● **What to produce**:
Begin at the top of the listing below. Write each line out exactly, ending with the line that holds "fn cell(&self) ->".

----- Data supplied -----

// ══════════════════════════════════════════════════════════════
// Directives
// ══════════════════════════════════════════════════════════════

struct Args<'a> {
    line: usize,
    directive: &'a str,
    pairs: Vec<(&'a str, &'a str)>,
}

impl<'a> Args<'a> {
    fn parse(line: usize, directive: &'a str, tokens: impl Iterator<Item = &'a str>) -> Result<Self, LevelError> {
        let mut pairs = vec![];
        for token in tokens {
            let Some((k, v)) = token.split_once('=') else {
                return Err(LevelError::BadToken { line, token: token.to_string() });
            };
            pairs.push((k, v));
        }
        Ok(Args { line, directive, pairs })
    }

    fn get(&self, key: &str) -> Option<&'a str> {
        self.pairs.iter().rev().find(|(k, _)| *k == key).map(|(_, v)| *v)
    }

    fn bad(&self, key: &str, value: &str) -> LevelError {
        LevelError::BadValue { line: self.line, key: key.to_string(), value: value.to_string() }
    }

    fn opt<T: FromStr>(&self, key: &str) -> Result<Option<T>, LevelError> {
        match self.get(key) {
            None => Ok(None),
            Some(v) => v.parse().map(Some).map_err(|_| self.bad(key, v)),
        }
    }

    fn require<T: FromStr>(&self, key: &'static str) -> Result<T, LevelError> {
        self.opt(key)?.ok_or_else(|| LevelError::MissingKey {
            line: self.line,
            directive: self.directive.to_string(),
            key,
        })
    }

    fn flag(&self, key: &str) -> Result<Option<bool>, LevelError> {
        match self.get(key) {
            None => Ok(None),
            Some("1" | "true" | "yes") => Ok(Some(true)),
            Some("0" | "false" | "no") => Ok(Some(false)),
            Some(v) => Err(self.bad(key, v)),
        }
    }

    fn text(&self, key: &str) -> Option<String> {
        self.get(key).map(|v| v.replace('_', " "))
    }

    fn cell(&self) -> Result<Cell, LevelError> {
        Ok(Cell::new(self.require("x")?, self.require("y")?))
    }

    fn pair(&self, key: &str) -> Result<Option<(i64, i64)>, LevelError> {
        let Some(v) = self.get(key) else {
            return Ok(None);
        };
        let parsed = v
            .split_once(',')
            .and_then(|(a, b)| Some((a.trim().parse().ok()?, b.trim().parse().ok()?)));
        parsed.map(Some).ok_or_else(|| self.bad(key, v))
    }
}

fn parse_directive(line: usize, rest: &str, def: &mut LevelDef) -> Result<(), LevelError> {
    let mut tokens = rest.split_whitespace();
    let name = tokens.next().unwrap_or("");
    let args = Args::parse(line, name, tokens)?;
    match name {
        "zone" => def.zones.push(parse_zone(&args)?),
        "slot" => def.slots.push(parse_slot(&args)?),
        "patrol" => def.patrols.push(parse_patrol(&args)?),
        "item" => def.items.push(ItemSpec {
            cell: args.cell()?,
            name: args.text("name"),
            tag: args.get("tag").map(str::to_string),
            key: args.flag("key")?,
        }),
        _ => return Err(LevelError::UnknownDirective { line, name: name.to_string() }),
    }
    Ok(())
}

fn parse_zone(args: &Args) -> Result<ZoneSpec, LevelError> {
    let budget = match args.get("budget") {
        None => BudgetSpec::Default,
        Some("inf" | "none") => BudgetSpec::Unlimited,
        Some(v) => BudgetSpec::Turns(v.parse().map_err(|_| args.bad("budget", v))?),
    };
    let reveal = match args.pair("reveal")? {
        Some((init, batch)) if init >= 0 && batch > 0 => Some((init as usize, batch as usize)),
        Some(_) => return Err(args.bad("reveal", args.get("reveal").unwrap_or(""))),
        None => None,
    };
    Ok(ZoneSpec {
        name: args.text("name").unwrap_or_default(),
        x: args.require("x")?,
        y: args.require("y")?,
        w: args.require("w")?,
        h: args.require("h")?,
        budget,
        reveal,
        reset: args.flag("reset")?,
        hide: args.flag("hide")?,
        hide_prev: args.flag("hideprev")?,
    })
}

fn parse_slot(args: &Args) -> Result<SlotSpec, LevelError> {
    let unlock = match args.get("effect") {
        None | Some("turns") => false,
        Some("unlock") => true,
        Some(v) => return Err(args.bad("effect", v)),
    };
    let item = match args.pair("item")? {
        Some((x, y)) => Some(Cell::new(x as i32, y as i32)),
        None => None,
    };
    Ok(SlotSpec {
        name: args.text("name").unwrap_or_default(),
        tag: args.get("tag").unwrap_or_default().to_string(),
        item,
        turns: args.opt("turns")?,
        unlock,
        consume: args.flag("consume")?.unwrap_or(false),
        message: args.text("msg"),
    })
}

fn parse_patrol(args: &Args) -> Result<PatrolSpec, LevelError> {
    let dir_text: String = args.require("dir")?;
    let dir = parse_dir(&dir_text).ok_or_else(|| args.bad("dir", &dir_text))?;
    Ok(PatrolSpec { cell: args.cell()?, dir, distance: args.opt("dist")? })
}

fn parse_dir(s: &str) -> Option<Dir> {
    match s.to_ascii_lowercase().as_str() {
        "left" | "l" | "<" => Some(Dir::Left),
        "right" | "r" | ">" => Some(Dir::Right),
        "up" | "u" | "^" => Some(Dir::Up),
        "down" | "d" | "v" => Some(Dir::Down),
        _ => None,
    }
}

-----

● **Written response**:
// ══════════════════════════════════════════════════════════════
// Directives
// ══════════════════════════════════════════════════════════════

struct Args<'a> {
    line: usize,
    directive: &'a str,
    pairs: Vec<(&'a str, &'a str)>,
}

impl<'a> Args<'a> {
    fn parse(line: usize, directive: &'a str, tokens: impl Iterator<Item = &'a str>) -> Result<Self, LevelError> {
        let mut pairs = vec![];
        for token in tokens {
            let Some((k, v)) = token.split_once('=') else {
                return Err(LevelError::BadToken { line, token: token.to_string() });
            };
            pairs.push((k, v));
        }
        Ok(Args { line, directive, pairs })
    }

    fn get(&self, key: &str) -> Option<&'a str> {
        self.pairs.iter().rev().find(|(k, _)| *k == key).map(|(_, v)| *v)
    }

    fn bad(&self, key: &str, value: &str) -> LevelError {
        LevelError::BadValue { line: self.line, key: key.to_string(), value: value.to_string() }
    }

    fn opt<T: FromStr>(&self, key: &str) -> Result<Option<T>, LevelError> {
        match self.get(key) {
            None => Ok(None),
            Some(v) => v.parse().map(Some).map_err(|_| self.bad(key, v)),
        }
    }

    fn require<T: FromStr>(&self, key: &'static str) -> Result<T, LevelError> {
        self.opt(key)?.ok_or_else(|| LevelError::MissingKey {
            line: self.line,
            directive: self.directive.to_string(),
            key,
        })
    }

    fn flag(&self, key: &str) -> Result<Option<bool>, LevelError> {
        match self.get(key) {
            None => Ok(None),
            Some("1" | "true" | "yes") => Ok(Some(true)),
            Some("0" | "false" | "no") => Ok(Some(false)),
            Some(v) => Err(self.bad(key, v)),
        }
    }

    fn text(&self, key: &str) -> Option<String> {
        self.get(key).map(|v| v.replace('_', " "))
    }

    fn cell(&self) -> Result<Cell, LevelError> {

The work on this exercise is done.